/* This Source Code Form is subject to the terms of the Mozilla Public
 * License, v. 2.0. If a copy of the MPL was not distributed with this
 * file, You can obtain one at https://mozilla.org/MPL/2.0/.
 *
 * (c) 2024 The Nightjar Authors.
 */

//! The two external collaborators pinned by §6: the session-source
//! command/query client and the raw 802.11 injection socket. Both are
//! owned as singletons by the control loop (§5).

pub mod client;
pub mod raw_socket;

pub use client::{interpolate_tx_power, ApInfo, DeauthTarget, SessionError, SessionEvent, SessionSource, StaInfo, StealthLevel, TextLineSessionSource};
pub use raw_socket::{InjectError, NullInjector, RawInjector};

#[cfg(target_os = "linux")]
pub use raw_socket::PacketSocketInjector;
/* This Source Code Form is subject to the terms of the Mozilla Public
 * License, v. 2.0. If a copy of the MPL was not distributed with this
 * file, You can obtain one at https://mozilla.org/MPL/2.0/.
 *
 * (c) 2024 The Nightjar Authors.
 */

use std::io::Write;
use std::mem::size_of;

/// Marker for structures that are safe to place in a `Buffer` and read back
/// by raw pointer cast: plain-old-data, no padding-sensitive invariants, no
/// `Drop` glue.
///
/// # Safety
/// Implementers must be `#[repr(C, packed)]` (or otherwise have a layout with
/// no padding and no niche requirements) so that any bit pattern found at
/// that address is a valid instance.
pub unsafe trait FlatBlob: Sized {}

fn overflow_err() -> std::io::Error {
    std::io::Error::new(std::io::ErrorKind::UnexpectedEof, "buffer overflow")
}

/// A bounds-checked, fixed-capacity I/O buffer with typed append/read
/// helpers. This is the framing primitive behind every radiotap/802.11/EAPOL
/// builder in `nightjar-frames` and every capture parser cursor in
/// `nightjar-capture`: all mutation goes through `append_*`/`read_*`, so a
/// single bounds check protects the whole frame catalogue.
pub struct Buffer<const L: usize>(usize, [u8; L]);

unsafe impl<const L: usize> FlatBlob for Buffer<L> {}

impl<const L: usize> Default for Buffer<L> {
    #[inline(always)]
    fn default() -> Self {
        Self::new()
    }
}

impl<const L: usize> Buffer<L> {
    pub const CAPACITY: usize = L;

    #[inline(always)]
    pub fn new() -> Self {
        Self(0, [0_u8; L])
    }

    #[inline(always)]
    pub fn from_bytes(b: &[u8]) -> std::io::Result<Self> {
        let l = b.len();
        if l <= L {
            let mut tmp = Self::new();
            tmp.0 = l;
            tmp.1[0..l].copy_from_slice(b);
            Ok(tmp)
        } else {
            Err(overflow_err())
        }
    }

    #[inline(always)]
    pub fn as_bytes(&self) -> &[u8] {
        &self.1[0..self.0]
    }

    #[inline(always)]
    pub fn as_bytes_mut(&mut self) -> &mut [u8] {
        &mut self.1[0..self.0]
    }

    #[inline(always)]
    pub fn clear(&mut self) {
        self.1[0..self.0].fill(0);
        self.0 = 0;
    }

    #[inline(always)]
    pub fn len(&self) -> usize {
        self.0
    }

    #[inline(always)]
    pub fn is_empty(&self) -> bool {
        self.0 == 0
    }

    /// Reserve `S` bytes and return a mutable reference to them, without
    /// writing anything. Callers fill in the struct fields themselves; used
    /// for header types whose fields are set individually (e.g. radiotap).
    #[inline(always)]
    pub fn append_struct_get_mut<T: FlatBlob>(&mut self) -> std::io::Result<&mut T> {
        let ptr = self.0;
        let end = ptr + size_of::<T>();
        if end <= L {
            self.0 = end;
            Ok(unsafe { &mut *self.1.as_mut_ptr().add(ptr).cast() })
        } else {
            Err(overflow_err())
        }
    }

    pub fn append_bytes(&mut self, buf: &[u8]) -> std::io::Result<()> {
        let ptr = self.0;
        let end = ptr + buf.len();
        if end <= L {
            self.0 = end;
            self.1[ptr..end].copy_from_slice(buf);
            Ok(())
        } else {
            Err(overflow_err())
        }
    }

    pub fn append_bytes_fixed<const S: usize>(&mut self, buf: &[u8; S]) -> std::io::Result<()> {
        self.append_bytes(buf)
    }

    pub fn append_padding(&mut self, b: u8, count: usize) -> std::io::Result<()> {
        let ptr = self.0;
        let end = ptr + count;
        if end <= L {
            self.0 = end;
            self.1[ptr..end].fill(b);
            Ok(())
        } else {
            Err(overflow_err())
        }
    }

    #[inline(always)]
    pub fn append_u8(&mut self, i: u8) -> std::io::Result<()> {
        let ptr = self.0;
        if ptr < L {
            self.0 = ptr + 1;
            self.1[ptr] = i;
            Ok(())
        } else {
            Err(overflow_err())
        }
    }

    /// Append a little-endian u16 (radiotap fields are little-endian).
    #[inline(always)]
    pub fn append_u16_le(&mut self, i: u16) -> std::io::Result<()> {
        self.append_bytes(&i.to_le_bytes())
    }

    /// Append a big-endian u16 (802.11/EAPOL fields are big-endian).
    #[inline(always)]
    pub fn append_u16_be(&mut self, i: u16) -> std::io::Result<()> {
        self.append_bytes(&i.to_be_bytes())
    }

    #[inline(always)]
    pub fn append_u32_le(&mut self, i: u32) -> std::io::Result<()> {
        self.append_bytes(&i.to_le_bytes())
    }

    #[inline(always)]
    pub fn append_u64_be(&mut self, i: u64) -> std::io::Result<()> {
        self.append_bytes(&i.to_be_bytes())
    }

    #[inline(always)]
    pub fn u8_at(&self, ptr: usize) -> std::io::Result<u8> {
        if ptr < self.0 {
            Ok(self.1[ptr])
        } else {
            Err(overflow_err())
        }
    }

    #[inline(always)]
    pub fn read_u8(&self, cursor: &mut usize) -> std::io::Result<u8> {
        let ptr = *cursor;
        if ptr < self.0 {
            *cursor = ptr + 1;
            Ok(self.1[ptr])
        } else {
            Err(overflow_err())
        }
    }

    #[inline(always)]
    pub fn read_u16_le(&self, cursor: &mut usize) -> std::io::Result<u16> {
        let b = self.read_bytes_fixed::<2>(cursor)?;
        Ok(u16::from_le_bytes(*b))
    }

    #[inline(always)]
    pub fn read_u16_be(&self, cursor: &mut usize) -> std::io::Result<u16> {
        let b = self.read_bytes_fixed::<2>(cursor)?;
        Ok(u16::from_be_bytes(*b))
    }

    #[inline(always)]
    pub fn read_u64_be(&self, cursor: &mut usize) -> std::io::Result<u64> {
        let b = self.read_bytes_fixed::<8>(cursor)?;
        Ok(u64::from_be_bytes(*b))
    }

    pub fn read_bytes_fixed<const S: usize>(&self, cursor: &mut usize) -> std::io::Result<&[u8; S]> {
        let ptr = *cursor;
        let end = ptr + S;
        if end <= self.0 {
            *cursor = end;
            unsafe { Ok(&*self.1.as_ptr().add(ptr).cast::<[u8; S]>()) }
        } else {
            Err(overflow_err())
        }
    }

    pub fn read_bytes(&self, l: usize, cursor: &mut usize) -> std::io::Result<&[u8]> {
        let ptr = *cursor;
        let end = ptr + l;
        if end <= self.0 {
            *cursor = end;
            Ok(&self.1[ptr..end])
        } else {
            Err(overflow_err())
        }
    }
}

impl<const L: usize> PartialEq for Buffer<L> {
    #[inline(always)]
    fn eq(&self, other: &Self) -> bool {
        self.1[0..self.0].eq(&other.1[0..other.0])
    }
}

impl<const L: usize> Eq for Buffer<L> {}

impl<const L: usize> Write for Buffer<L> {
    #[inline(always)]
    fn write(&mut self, buf: &[u8]) -> std::io::Result<usize> {
        self.append_bytes(buf).map(|_| buf.len())
    }

    #[inline(always)]
    fn flush(&mut self) -> std::io::Result<()> {
        Ok(())
    }
}

impl<const L: usize> AsRef<[u8]> for Buffer<L> {
    #[inline(always)]
    fn as_ref(&self) -> &[u8] {
        self.as_bytes()
    }
}

impl<const L: usize> AsMut<[u8]> for Buffer<L> {
    #[inline(always)]
    fn as_mut(&mut self) -> &mut [u8] {
        self.as_bytes_mut()
    }
}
- - -
• **TASK INSTRUCTIONS**
Only the lines of the data holding the string "capture" are wanted; copy each of them.

• **SOLUTION BELOW**
/// builder in `nightjar-frames` and every capture parser cursor in
/// `nightjar-capture`: all mutation goes through `append_*`/`read_*`, so a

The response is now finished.